The church also teaches that it is justified to stop medical treatment, including artificial nutrition and hydration, when that treatment brings significantly more burdens than benefits to a person. Such decisions also should be informed by the moral norm against taking life, Sedgwick says. “The dividing line here is the difference between the intent to take life and withdraw[ing] treatment.”
According to Ms. Rehm’s account, her husbands choice to withhold nutrition and hydration appears to be consistent with the 1991 General Convention resolution, but it may have been a decision of last resort.

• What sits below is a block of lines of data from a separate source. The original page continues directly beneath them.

//! Wake scheduler
//!
//! Maintains the invariant that a wake-up is armed for exactly the earliest
//! Scheduled alarm, and only that one. The underlying wake primitive is a
//! single one-shot timer, so every change to the head of the pending queue is
//! a cancel-and-replace; later alarms are armed lazily when the earlier one
//! resolves.
//!
//! Wake callbacks never touch the engine directly: the clock pushes a
//! [`WakeEvent`] onto an unbounded channel and the run loop (or a test
//! driving [`Scheduler::handle_event`]) delivers it.

use parking_lot::Mutex;
use std::sync::Arc;
use tokio::sync::mpsc::{self, UnboundedReceiver, UnboundedSender};
use tokio::sync::Notify;
use tracing::{debug, error, info, warn};

use crate::clock::{TimerHandle, WakeClock};
use crate::domain::{AlarmRequest, AlarmState};
use crate::error::{Result, WakeError};
use crate::services::delivery::DeliveryEngine;
use crate::storage::SqliteAlarmStore;

/// Event delivered from an armed clock callback to the run loop
#[derive(Debug, Clone, PartialEq, Eq)]
pub enum WakeEvent {
    /// An alarm's fire time was reached
    Fire(String),
    /// The auto-stop interval for a ringing alarm elapsed
    AutoStop(String),
}

struct ArmedWakeup {
    id: String,
    fire_at: i64,
    handle: TimerHandle,
}

/// Schedules alarms and keeps the single wake-up timer armed
pub struct Scheduler {
    store: Arc<SqliteAlarmStore>,
    delivery: Arc<DeliveryEngine>,
    clock: Arc<dyn WakeClock>,
    /// Optional policy: stop ringing alarms after this many milliseconds
    auto_stop_after_millis: Option<i64>,
    wake_tx: UnboundedSender<WakeEvent>,
    armed: Mutex<Option<ArmedWakeup>>,
    shutdown: Notify,
}

impl Scheduler {
    /// Create the scheduler and the wake-event receiver its run loop consumes
    pub fn new(
        store: Arc<SqliteAlarmStore>,
        delivery: Arc<DeliveryEngine>,
        clock: Arc<dyn WakeClock>,
        auto_stop_after_millis: Option<i64>,
    ) -> (Arc<Self>, UnboundedReceiver<WakeEvent>) {
        let (wake_tx, wake_rx) = mpsc::unbounded_channel();
        let scheduler = Arc::new(Self {
            store,
            delivery,
            clock,
            auto_stop_after_millis,
            wake_tx,
            armed: Mutex::new(None),
            shutdown: Notify::new(),
        });
        (scheduler, wake_rx)
    }

    /// Schedule a new alarm with a generated id
    pub async fn schedule(&self, fire_at_epoch_millis: i64, title: &str) -> Result<String> {
        self.schedule_request(AlarmRequest::new(title, fire_at_epoch_millis))
            .await
    }

    /// Schedule a new alarm under a caller-chosen id
    pub async fn schedule_with_id(
        &self,
        id: &str,
        fire_at_epoch_millis: i64,
        title: &str,
    ) -> Result<String> {
        self.schedule_request(AlarmRequest::with_id(id, title, fire_at_epoch_millis))
            .await
    }

    async fn schedule_request(&self, req: AlarmRequest) -> Result<String> {
        let now = self.clock.now_millis();
        if req.fire_at_epoch_millis <= now {
            return Err(WakeError::PastTime {
                fire_at: req.fire_at_epoch_millis,
                now,
            });
        }
        if req.title.trim().is_empty() {
            return Err(WakeError::InvalidInput(
                "alarm title must not be empty".to_string(),
            ));
        }

        self.store.put(&req).await?;
        info!(
            "scheduled alarm {} at {}: {}",
            req.id, req.fire_at_epoch_millis, req.title
        );

        // Re-arm in case the new alarm is now the earliest pending one
        self.rearm().await?;
        Ok(req.id)
    }

    /// Cancel a Scheduled alarm, marking it Expired
    ///
    /// Fails with `NotFound` for unknown ids and `InvalidTransition` when the
    /// alarm already rang, was stopped, or was canceled before.
    pub async fn cancel(&self, id: &str) -> Result<()> {
        self.store
            .update_state(id, AlarmState::Scheduled, AlarmState::Expired)
            .await?;
        info!("canceled alarm {}", id);

        let was_armed = self
            .armed
            .lock()
            .as_ref()
            .is_some_and(|armed| armed.id == id);
        if was_armed {
            self.rearm().await?;
        }
        Ok(())
    }

    /// Recover after a process restart
    ///
    /// Alarms whose fire time already passed are delivered immediately, in
    /// (fire time, id) order: a late alarm is better than a dropped one. The
    /// earliest remaining alarm is then armed. Returns how many late alarms
    /// were delivered.
    pub async fn on_boot(&self) -> Result<usize> {
        let pending = self.store.list_pending().await?;
        let now = self.clock.now_millis();
        let mut delivered = 0;

        for alarm in pending.iter().filter(|a| a.is_past_due(now)) {
            warn!(
                "alarm {} fire time {} already passed, delivering late",
                alarm.id, alarm.fire_at_epoch_millis
            );
            match self.fire_now(&alarm.id).await {
                Ok(()) => delivered += 1,
                Err(e) => error!("failed to deliver late alarm {}: {}", alarm.id, e),
            }
        }

        self.rearm().await?;
        info!(
            "boot recovery complete: {} late alarms delivered, armed: {:?}",
            delivered,
            self.armed_alarm()
        );
        Ok(delivered)
    }

    /// Id of the alarm the wake-up timer is currently armed for, if any
    pub fn armed_alarm(&self) -> Option<String> {
        self.armed.lock().as_ref().map(|armed| armed.id.clone())
    }

    /// Process one wake event
    pub async fn handle_event(&self, event: WakeEvent) -> Result<()> {
        match event {
            WakeEvent::Fire(id) => {
                {
                    let mut armed = self.armed.lock();
                    if armed.as_ref().is_some_and(|a| a.id == id) {
                        *armed = None;
                    }
                }
                if let Err(e) = self.fire_now(&id).await {
                    error!("failed to deliver alarm {}: {}", id, e);
                }
                self.rearm().await
            }
            WakeEvent::AutoStop(id) => {
                match self.delivery.stop(&id).await {
                    Ok(true) => info!("alarm {} auto-stopped", id),
                    Ok(false) => debug!("auto-stop for alarm {} skipped, already stopped", id),
                    // Canceled before ringing, or never rang
                    Err(WakeError::NotRinging(_)) => {
                        debug!("auto-stop for alarm {} skipped, not ringing", id)
                    }
                    Err(e) => warn!("auto-stop for alarm {} failed: {}", id, e),
                }
                Ok(())
            }
        }
    }

    /// Consume wake events until shutdown
    pub async fn run(self: Arc<Self>, mut wake_rx: UnboundedReceiver<WakeEvent>) {
        info!("wake scheduler running");
        loop {
            tokio::select! {
                event = wake_rx.recv() => match event {
                    Some(event) => {
                        if let Err(e) = self.handle_event(event).await {
                            error!("wake event handling failed: {}", e);
                        }
                    }
                    None => break,
                },
                _ = self.shutdown.notified() => break,
            }
        }

        if let Some(armed) = self.armed.lock().take() {
            self.clock.disarm(armed.handle);
        }
        info!("wake scheduler stopped");
    }

    /// Stop the run loop and disarm the outstanding wake-up
    pub fn stop(&self) {
        info!("stopping wake scheduler...");
        self.shutdown.notify_one();
    }

    /// Deliver an alarm now and, when configured, arm its auto-stop timer
    async fn fire_now(&self, id: &str) -> Result<()> {
        let Some(alarm) = self.delivery.on_wake(id).await? else {
            return Ok(());
        };

        if let Some(after_ms) = self.auto_stop_after_millis {
            let tx = self.wake_tx.clone();
            let stop_id = alarm.id.clone();
            let at = self.clock.now_millis() + after_ms;
            // One-shot, never disarmed: a stale auto-stop is a benign no-op
            self.clock.arm(
                at,
                Box::new(move || {
                    let _ = tx.send(WakeEvent::AutoStop(stop_id));
                }),
            );
        }
        Ok(())
    }

    /// Point the single wake-up timer at the earliest pending alarm
    ///
    /// Cancel-and-replace: any previously armed wake-up for a different alarm
    /// is disarmed first. Disarms entirely when nothing is pending.
    async fn rearm(&self) -> Result<()> {
        let next = self.store.list_pending().await?.into_iter().next();
        let mut armed = self.armed.lock();

        let Some(next) = next else {
            if let Some(previous) = armed.take() {
                self.clock.disarm(previous.handle);
                debug!("no pending alarms, wake-up disarmed");
            }
            return Ok(());
        };

        if armed
            .as_ref()
            .is_some_and(|a| a.id == next.id && a.fire_at == next.fire_at_epoch_millis)
        {
            return Ok(());
        }

        if let Some(previous) = armed.take() {
            self.clock.disarm(previous.handle);
        }

        let tx = self.wake_tx.clone();
        let fire_id = next.id.clone();
        let handle = self.clock.arm(
            next.fire_at_epoch_millis,
            Box::new(move || {
                let _ = tx.send(WakeEvent::Fire(fire_id));
            }),
        );

        debug!("armed wake-up for alarm {} at {}", next.id, next.fire_at_epoch_millis);
        *armed = Some(ArmedWakeup {
            id: next.id,
            fire_at: next.fire_at_epoch_millis,
            handle,
        });
        Ok(())
    }
}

The press reports, interviews, and news releases do not indicate what role, if any, pastoral care played in his decision to withhold treatment.
Rehm said she decided to write the book because she was frustrated by the way her husband died.
“People need to talk about this issue,” she said. “Doctors need to be taught about this issue. The whole idea of doctors being taught about helping to keep people alive, but not being taught how to listen to those who are ready to die — that seems to me sad and misguided.”